所以,還是小小的休息一會吧,就睡一小會。

頭腦中一旦有松懈的念頭出現,意志便跟著放松。

不知不覺的就那麽睡了過去,暈暈沈沈,靈魂都要跟著飄了起來。

雲纖夜不知道自己睡過去之後,房門無聲的打開,那抹清貴高雅的高大身影出現在了門口處,在看清了房間內的畫面之後,好看的眉峰不悅的皺了起來。

雲纖夜軟軟的貼在椅子上,柔荑與上官淩飛的一只手交扣握在一起。

心裏當然知道她是在在做什麽,可心底那股子蹭蹭往上竄火氣,比任何時候都要難以抑制。

在抽劍斬斷上官淩飛一條手臂和成大事者不拘小節的按捺克制之中心情輾轉,他走了進來,腳步輕輕,幾乎聽不見聲音。

在房間內唯一空著的椅子上,他坐了下來。

沒有打擾,沈默等待。

窗外暖暖的陽光,鋪灑了進來。

世界忽然變的那麽安靜。

——————

“你是誰??”

“你到底是誰??”

“你身上有種很熟悉的氣味,我應該認得你,是嗎?”

“你是誰??我喜歡你!!可我也討厭你!!好矛盾的感覺!!”

“回答我,你是誰??”

……

雲纖夜的耳邊,一直這樣的聲音在回蕩,哪怕她沈沈睡著,輾轉夢中,仍是沒辦法阻止那個聲音直接穿入到夢中來。

她想要回答,可是根本沒辦法控制自己。

有點像是鬼壓床的感覺,身體一動不能動,只有大腦漸漸的清醒了過來。

耳邊的那個聲音變的更加清晰了些,忽男忽女,幽幽怨怨。

“我討厭你的氣息,又有些迷戀這種味道,你很危險,很危險……”

雲纖夜有口難言,想回答,但又發現根本做不到,唇瓣上宛若掛著千斤重量,她發不出聲音,渾身憋的難受。

這種狀況,持續了好一陣子。

那個聲音喋喋不休,就那麽一直念一直念。

雲纖夜全身緊繃而起,在夢中拼上了許多力氣,讓她很是不安難受,越是如此,便越是想要掙脫,至於那個奇奇怪怪的聲音念些什麽,反倒是不那麽重要了。

雲纖夜一邊掙紮,一邊還在想著,這個說話的聲音會不會是上官淩飛體內的那一絲龍氣,可是,龍氣還沒到了她的身上,怎麽就可以與她交流了呢?

實在是難以捉摸啊。

拼了好一會,身體陡然間一陣輕松,那種壓迫感終於消失掉了。

雲纖夜的狀態是似醒非醒著,她抿了抿唇,發覺自己能動了,反而不那麽著急睜眼了。

“你是誰?”她在心裏問。

“你能說話了?”那聲音簡直是一萬分的驚奇。

“你是上官淩飛身上的龍氣嗎?你叫什麽名字?”雲纖夜拿出對囚牛說話的態度來對待對方。

“你想對我做什麽!你身上有囚牛的氣息,你把它弄到哪裏去了?”毫無預警的暴怒,忽然間憤怒的質問開來。

雲纖夜的腦子被對方震的嗡嗡亂響,“你想知道嗎?想知道,就到我的身上來,我告訴你答案。
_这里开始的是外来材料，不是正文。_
//! Durable storage of generated payloads.
//!
//! # How the cache is used
//!
//! Every tile and meta request is turned into a [`RequestKey`], the SHA-256 hash of a stable,
//! human readable rendering of the request (see [`RequestKey::metadata`]). The
//! [`Compression`] scheme a pipeline is configured with is part of that rendering, so payloads
//! written with one scheme are never handed out to a pipeline configured with another.
//!
//! The pipeline first asks the [`Store`] whether an entry exists for the key. On a miss, the
//! payload is generated (with concurrent requests for the same key coalesced into a single
//! computation), compressed, and written back to the store. Reading a cached entry decompresses
//! it again.
//!
//! # Stores
//!
//! Two [`Store`] implementations exist:
//!
//! - [`MemoryStore`] keeps payloads in a byte-weighted in-memory cache with an optional time to
//!   live. This is the default and suits single instances.
//! - [`FilesystemStore`] writes each payload into a file at [`RequestKey::cache_path`] inside a
//!   cache directory, using a temporary file and an atomic rename.
//!
//! Stores hand out scoped [`Connection`]s which are released when dropped.
//!
//! # Failure handling
//!
//! The store is a cache, not the source of truth for a computation. A failure to check or read
//! an entry is logged and treated like a miss, and a failure to write an entry is logged while
//! the generated payload is still returned to all waiters.

mod cache_key;
mod compression;
mod fs;
mod memory;
mod store;

pub use cache_key::{RequestKey, RequestKeyBuilder};
pub use compression::Compression;
pub use fs::FilesystemStore;
pub use memory::MemoryStore;
pub use store::{Connection, Store, StoreError};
”

像是哄孩子那樣引誘著,她不厭其煩,把誘餌拋了出去。

“你不懷好意!!你想要傷害我!!”那聲音又一次狂叫了起來。

天,真心是不穩定啊,動不動就發火。

怪不得上官淩飛總是那麽變態是一陣風一陣雨,讓人捉摸不清呢,肯定和這道龍氣天然所具有的屬性脫離不了關系。
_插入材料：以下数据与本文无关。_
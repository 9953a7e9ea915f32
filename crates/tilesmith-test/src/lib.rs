//! Helpers for testing the web server and service.
//!
//! When writing tests, keep the following points in mind:
//!
//!  - In every test, call [`setup`]. This will set up the logger so that all console output
//!    is captured by the test runner.
//!
//!  - When using [`tempdir`], make sure that the handle to the temp directory is held for the
//!    entire lifetime of the test. The filesystem store creates its directory eagerly, so a
//!    directory dropped too early leaves the store writing into a deleted path.
//!
//!  - When using [`TileServer`], make sure that the server is held until all requests to
//!    it have been made. The server stops serving when dropped.

use std::collections::BTreeMap;
use std::net::{SocketAddr, TcpListener};
use std::sync::{Arc, Mutex};

use axum::{Json, Router};
use axum::extract::{self, OriginalUri, Request};
use axum::http::StatusCode;
use axum::middleware::{self, Next};
use axum::routing::{get, post};
use serde_json::json;
use tracing_subscriber::filter::EnvFilter;
use tracing_subscriber::fmt::fmt;

pub use tempfile::TempDir;

/// Setup the test environment.
///
///  - Initializes logs: The logger only captures logs from the `tilesmith` crates and mutes all
///    other logs (such as hyper or reqwest).
pub fn setup() {
    fmt()
        .with_env_filter(EnvFilter::new("tilesmith_service=trace,tilesmith=trace"))
        .with_target(false)
        .pretty()
        .with_test_writer()
        .try_init()
        .ok();
}

/// Creates a temporary directory.
///
/// The directory is deleted when the [`TempDir`] instance is dropped, unless
/// [`into_path`](TempDir::into_path) is called. Use it as a guard to automatically clean up after
/// tests.
pub fn tempdir() -> TempDir {
    TempDir::new().unwrap()
}

/// A test server that binds to a random port and serves a web app.
///
/// This server requires a `tokio` runtime and is supposed to be run in a `tokio::test`. It
/// automatically stops serving when dropped.
#[derive(Debug)]
pub struct Server {
    pub handle: tokio::task::JoinHandle<()>,
    pub socket: SocketAddr,
}

impl Server {
    /// Creates a new test server serving the given `router`.
    pub fn with_router(router: Router) -> Self {
        let listener = TcpListener::bind(SocketAddr::from(([127, 0, 0, 1], 0))).unwrap();
        listener.set_nonblocking(true).unwrap();
        let socket = listener.local_addr().unwrap();
        let listener = tokio::net::TcpListener::from_std(listener).unwrap();

        let handle = tokio::spawn(async move {
            axum::serve(listener, router).await.unwrap();
        });

        Self { handle, socket }
    }

    /// Returns the socket address that this server listens on.
    pub fn addr(&self) -> SocketAddr {
        self.socket
    }

    /// Returns the port that this server listens on.
    pub fn port(&self) -> u16 {
        self.addr().port()
    }
}

impl Drop for Server {
    fn drop(&mut self) {
        self.handle.abort();
    }
}

async fn respond_status(
    extract::Path((num, _)): extract::Path<(u16, String)>,
) -> (StatusCode, &'static str) {
    let status = StatusCode::from_u16(num).unwrap_or(StatusCode::INTERNAL_SERVER_ERROR);
    (status, "tile server failure")
}

/// A tile server counting the requests it receives.
///
/// Routes:
///
///  - `/tiles/*path`: responds with `path` as the tile contents.
///  - `/status/:num/*tail`: responds with status `num` and a short error body.
///  - `/bulk/*index`: accepts bulk payloads, like an Elasticsearch bulk endpoint.
///  - `/rejecting/*index`: accepts bulk payloads but reports a rejected document.
pub struct TileServer {
    server: Server,
    hits: Arc<Mutex<BTreeMap<String, usize>>>,
}

impl TileServer {
    pub fn new() -> Self {
        let hits = Arc::new(Mutex::new(BTreeMap::new()));

        let hitcounter = {
            let hits = hits.clone();
            move |OriginalUri(uri): OriginalUri, req: Request, next: Next| {
                let hits = hits.clone();
                async move {
                    {
                        let mut hits = hits.lock().unwrap();
                        let hits = hits.entry(uri.to_string()).or_default();
                        *hits += 1;
                    }

                    next.run(req).await
                }
            }
        };

        let router = Router::new()
            .route(
                "/tiles/*path",
                get(|extract::Path(path): extract::Path<String>| async move { path }),
            )
            .route("/status/:num/*tail", get(respond_status).post(respond_status))
            .route(
                "/bulk/*index",
                post(|| async { Json(json!({ "took": 1, "errors": false, "items": [] })) }),
            )
            .route(
                "/rejecting/*index",
                post(|| async {
                    Json(json!({
                        "took": 1,
                        "errors": true,
                        "items": [{
                            "index": {
                                "status": 400,
                                "error": {
                                    "type": "mapper_parsing_exception",
                                    "reason": "failed to parse"
                                }
                            }
                        }]
                    }))
                }),
            )
            .layer(middleware::from_fn(hitcounter));

        let server = Server::with_router(router);

        Self { server, hits }
    }

    /// Returns the endpoint of a `rest` generator pointing below `prefix`.
    ///
    /// Endpoints carry no scheme, for example `127.0.0.1:4711/tiles`.
    pub fn endpoint(&self, prefix: &str) -> String {
        format!("127.0.0.1:{}/{}", self.server.port(), prefix.trim_matches('/'))
    }

    /// Returns and resets the number of requests received.
    pub fn accesses(&self) -> usize {
        let map = std::mem::take(&mut *self.hits.lock().unwrap());
        map.into_values().sum()
    }

    /// Returns and resets the requests received, by path.
    pub fn all_hits(&self) -> Vec<(String, usize)> {
        let map = std::mem::take(&mut *self.hits.lock().unwrap());
        map.into_iter().collect()
    }
}

impl Default for TileServer {
    fn default() -> Self {
        Self::new()
    }
}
“我不會傷害你,你千萬不要誤會,我只是想回答你的問題,但你的問題又實在不太容易回答,所以才想用最簡單直觀的方法來讓你了解啊。”

雲纖夜是什麽人啊,最會勸解人了。

龍氣雖然縹緲玄幻,可只要能交流,她就有耐心與其周旋。

雖說看起來神經了些,可神經也有神經的好處,只要能和它講上了話,雲纖夜便是自信滿滿。

“你沒有惡意嗎?”它質問。

“沒有的,我是這麽的弱小,毫無反抗的能力,你瞧,你的宿主幾乎殺掉了我,我連他都抵抗不了,更別提你了。”示之以弱,往往能收到出其不意的好效果。
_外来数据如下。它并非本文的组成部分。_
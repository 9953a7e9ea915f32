//! Requests accepted by the pipelines.
use std::collections::BTreeMap;
use std::fmt;

use serde::de::{self, Deserializer};
use serde::ser::{SerializeMap, Serializer};
use serde::{Deserialize, Serialize};
use serde_json::Value;

/// The coordinate of a tile in a `z/x/y` pyramid.
#[derive(Clone, Copy, Debug, PartialEq, Eq, Hash, Serialize, Deserialize)]
pub struct TileCoord {
    pub z: u32,
    pub x: u32,
    pub y: u32,
}

impl TileCoord {
    pub fn new(z: u32, x: u32, y: u32) -> Self {
        Self { z, x, y }
    }
}

impl fmt::Display for TileCoord {
    fn fmt(&self, f: &mut fmt::Formatter<'_>) -> fmt::Result {
        write!(f, "{}/{}/{}", self.z, self.x, self.y)
    }
}

/// Selects a registered generator and carries its raw parameters.
///
/// On the wire this is a single-entry object, `{"<type>": {<params>}}`. The parameters are
/// only parsed into the generator's typed configuration when the generator is constructed.
#[derive(Clone, Debug, PartialEq)]
pub struct GeneratorSpec {
    pub id: String,
    pub params: Value,
}

impl GeneratorSpec {
    pub fn new(id: impl Into<String>, params: Value) -> Self {
        Self {
            id: id.into(),
            params,
        }
    }
}

impl Serialize for GeneratorSpec {
    fn serialize<S: Serializer>(&self, serializer: S) -> Result<S::Ok, S::Error> {
        let mut map = serializer.serialize_map(Some(1))?;
        map.serialize_entry(&self.id, &self.params)?;
        map.end()
    }
}

impl<'de> Deserialize<'de> for GeneratorSpec {
    fn deserialize<D: Deserializer<'de>>(deserializer: D) -> Result<Self, D::Error> {
        let map = BTreeMap::<String, Value>::deserialize(deserializer)?;
        if map.len() != 1 {
            return Err(de::Error::invalid_length(
                map.len(),
                &"an object with exactly one generator type",
            ));
        }
        let Some((id, params)) = map.into_iter().next() else {
            return Err(de::Error::custom("missing generator type"));
        };
        Ok(Self { id, params })
    }
}

/// A request for a single tile.
#[derive(Clone, Debug, PartialEq, Serialize, Deserialize)]
pub struct TileRequest {
    /// The dataset the tile is computed from.
    pub uri: String,
    pub coord: TileCoord,
    /// The tile generator and its parameters.
    pub tile: GeneratorSpec,
    /// An optional backend query narrowing the dataset.
    #[serde(default, skip_serializing_if = "Option::is_none")]
    pub query: Option<Value>,
}

/// A request for the metadata of a dataset.
#[derive(Clone, Debug, PartialEq, Serialize, Deserialize)]
pub struct MetaRequest {
    /// The dataset the metadata is computed from.
    pub uri: String,
    /// The meta generator and its parameters.
    pub meta: GeneratorSpec,
}

#[cfg(test)]
mod tests {
    use serde_json::json;

    use super::*;

    #[test]
    fn test_parse_tile_request() {
        let request: TileRequest = serde_json::from_value(json!({
            "uri": "twitter/2016",
            "coord": {"z": 4, "x": 3, "y": 9},
            "tile": {"rest": {"endpoint": "localhost:8080"}},
        }))
        .unwrap();

        assert_eq!(request.coord, TileCoord::new(4, 3, 9));
        assert_eq!(request.tile.id, "rest");
        assert_eq!(request.tile.params, json!({"endpoint": "localhost:8080"}));
        assert_eq!(request.query, None);
    }

    #[test]
    fn test_generator_spec_needs_one_type() {
        let result = serde_json::from_value::<GeneratorSpec>(json!({
            "rest": {},
            "heatmap": {},
        }));
        assert!(result.is_err());

        let result = serde_json::from_value::<GeneratorSpec>(json!({}));
        assert!(result.is_err());
    }

    #[test]
    fn test_generator_spec_wire_shape() {
        let spec = GeneratorSpec::new("count", json!({"field": "timestamp"}));
        assert_eq!(
            serde_json::to_value(&spec).unwrap(),
            json!({"count": {"field": "timestamp"}})
        );
    }
}
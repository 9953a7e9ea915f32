//! Concurrent bulk ingestion through a shared [`Equalizer`].

use std::future::Future;

use futures::{StreamExt, stream};
use serde::Deserialize;

use crate::equalizer::{BulkSink, Equalizer};

/// Ingestion settings.
#[derive(Clone, Debug, Deserialize, PartialEq, Eq)]
#[serde(default)]
pub struct IngestConfig {
    /// The number of concurrent workers, which is also the number of bulk payloads in flight.
    pub equalizer_pool_size: usize,
    /// The number of documents in a single bulk payload.
    pub batch_size: usize,
}

impl IngestConfig {
    pub fn validate(&self) -> anyhow::Result<()> {
        anyhow::ensure!(self.batch_size > 0, "`batch_size` must be greater than zero");
        Ok(())
    }
}

impl Default for IngestConfig {
    fn default() -> Self {
        Self {
            equalizer_pool_size: 8,
            batch_size: 40_000,
        }
    }
}

/// A unit of work for the [`IngestPool`], usually a single input file.
pub trait IngestItem: Send + 'static {
    /// The number of bytes this item contributes to the ingestion progress.
    fn size(&self) -> u64;
}

/// What an [`IngestPool::execute`] run processed.
#[derive(Clone, Copy, Debug, Default, PartialEq, Eq)]
pub struct IngestSummary {
    pub items: usize,
    pub bytes: u64,
}

/// Spreads ingestion work across a fixed number of workers.
#[derive(Clone, Debug)]
pub struct IngestPool {
    size: usize,
}

impl IngestPool {
    pub fn new(size: usize) -> Self {
        Self { size: size.max(1) }
    }

    pub fn from_config(config: &IngestConfig) -> Self {
        Self::new(config.equalizer_pool_size)
    }

    /// Runs `worker` on every item, at most `size` at a time.
    ///
    /// All workers send their payloads through one [`Equalizer`] of the same size in front of
    /// `sink`. The first failing worker stops the run: remaining items are skipped, and its
    /// error is returned once all payloads already handed to the equalizer are done.
    pub async fn execute<T, S, W, F>(
        &self,
        items: Vec<T>,
        sink: S,
        worker: W,
    ) -> anyhow::Result<IngestSummary>
    where
        T: IngestItem,
        S: BulkSink,
        W: Fn(T, Equalizer<S>) -> F,
        F: Future<Output = anyhow::Result<()>>,
    {
        let equalizer = Equalizer::listen(sink, self.size);
        let total_bytes: u64 = items.iter().map(IngestItem::size).sum();
        let total_items = items.len();

        tracing::info!(
            items = total_items,
            bytes = total_bytes,
            workers = self.size,
            "starting ingestion"
        );

        let mut results = stream::iter(items)
            .map(|item| {
                let size = item.size();
                let work = worker(item, equalizer.clone());
                async move { work.await.map(|()| size) }
            })
            .buffer_unordered(self.size);

        let mut summary = IngestSummary::default();
        let mut outcome = Ok(());
        while let Some(result) = results.next().await {
            match result {
                Ok(size) => {
                    summary.items += 1;
                    summary.bytes += size;
                    log_progress(summary.bytes, total_bytes);
                }
                Err(err) => {
                    outcome = Err(err);
                    break;
                }
            }
        }
        drop(results);

        equalizer.close().await;

        match outcome {
            Ok(()) => {
                tracing::info!(items = summary.items, bytes = summary.bytes, "ingestion finished");
                Ok(summary)
            }
            Err(err) => {
                tracing::error!(
                    error = %err,
                    processed = summary.items,
                    remaining = total_items - summary.items,
                    "ingestion aborted"
                );
                Err(err)
            }
        }
    }
}

fn log_progress(processed: u64, total: u64) {
    let percent = if total == 0 {
        100.0
    } else {
        processed as f64 * 100.0 / total as f64
    };
    tracing::info!(processed, total, "ingested {percent:.2}%");
}
use std::fmt;
use std::io::{self, Read, Write};

use bytes::Bytes;
use flate2::read::{MultiGzDecoder, ZlibDecoder};
use flate2::write::{GzEncoder, ZlibEncoder};
use serde::{Deserialize, Serialize};

/// The scheme used to compress generated payloads before they are stored.
///
/// The scheme is part of every [`RequestKey`](super::RequestKey), so entries written under one
/// scheme are never read back with another.
#[derive(Clone, Copy, Debug, Default, PartialEq, Eq, Hash, Serialize, Deserialize)]
#[serde(rename_all = "lowercase")]
pub enum Compression {
    /// Payloads are stored as they were generated.
    None,
    #[default]
    Gzip,
    Zlib,
    Zstd,
}

impl Compression {
    pub fn name(&self) -> &'static str {
        match self {
            Compression::None => "none",
            Compression::Gzip => "gzip",
            Compression::Zlib => "zlib",
            Compression::Zstd => "zstd",
        }
    }

    /// Compresses a freshly generated payload.
    pub fn compress(&self, data: &[u8]) -> io::Result<Bytes> {
        metric!(time_raw("compression.input_size") = data.len() as u64, "type" => self.name());

        let compressed = match self {
            Compression::None => return Ok(Bytes::copy_from_slice(data)),
            Compression::Gzip => {
                let mut encoder = GzEncoder::new(Vec::new(), flate2::Compression::default());
                encoder.write_all(data)?;
                encoder.finish()?
            }
            Compression::Zlib => {
                let mut encoder = ZlibEncoder::new(Vec::new(), flate2::Compression::default());
                encoder.write_all(data)?;
                encoder.finish()?
            }
            Compression::Zstd => zstd::stream::encode_all(data, 0)?,
        };

        metric!(time_raw("compression.output_size") = compressed.len() as u64, "type" => self.name());
        Ok(compressed.into())
    }

    /// Restores a payload that was compressed with this scheme.
    pub fn decompress(&self, data: &[u8]) -> io::Result<Bytes> {
        let mut decompressed = Vec::new();
        match self {
            Compression::None => return Ok(Bytes::copy_from_slice(data)),
            Compression::Gzip => {
                // `MultiGzDecoder` accepts a strict superset of what `GzDecoder` does.
                MultiGzDecoder::new(data).read_to_end(&mut decompressed)?;
            }
            Compression::Zlib => {
                ZlibDecoder::new(data).read_to_end(&mut decompressed)?;
            }
            Compression::Zstd => {
                decompressed = zstd::stream::decode_all(data)?;
            }
        }
        Ok(decompressed.into())
    }
}

impl fmt::Display for Compression {
    fn fmt(&self, f: &mut fmt::Formatter<'_>) -> fmt::Result {
        f.write_str(self.name())
    }
}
果然,她一承認自己不成,來那個聲音聽起來和善了一些。

“諒你也不敢在我睚眥大人面前耍花樣。”小小的受捧了一下,多少有幾分得意忘形,一個沒留神,就把名字給說了出來。

“原來你的名字叫做睚眥?”雲纖夜一聽名字,心裏就有了一絲了然。

有句俗話叫做龍生九子,各有不同。

宗政瑾瑜體內的第一道龍氣,名叫囚牛。

上官淩飛體內的這一道龍氣,名叫睚眥。

這九道龍氣,根本就是按照龍生九子的名字所命名,這或許是個巧合,也可能另有玄機,雲纖夜掌握的線索比較少,一時沒辦法弄清楚。

“是,本大爺行不更名坐不改姓,我就是睚眥。”龍氣驕傲的答。

“囚牛,是你的兄弟嘍?”雲纖夜軟著聲音問。

“什麽兄弟不兄弟,無知小輩,不懂就別亂說。”也不知道是哪句話不對,觸怒到對方,才安分的說了沒幾句話,它便再次長牙五爪的怒叫了起來。

“我就是不懂才會想要問問你啊,長長見識的嘛。”雲纖夜的音色之中,多了幾分誘哄,“睚眥大人,你能幫忙解惑嗎?”

“我不說。”睚眥傲嬌的低吼。

“好吧。”真是難搞的很呢,雲纖夜無語的想。

靜默了一會。

它忽然更加的不滿,“你為什麽不問?”

雲纖夜:……

見雲纖夜不答,它以為她沒有註意聽,便擡高了聲音,問的更加大聲,“餵,你怎麽不繼續問了。”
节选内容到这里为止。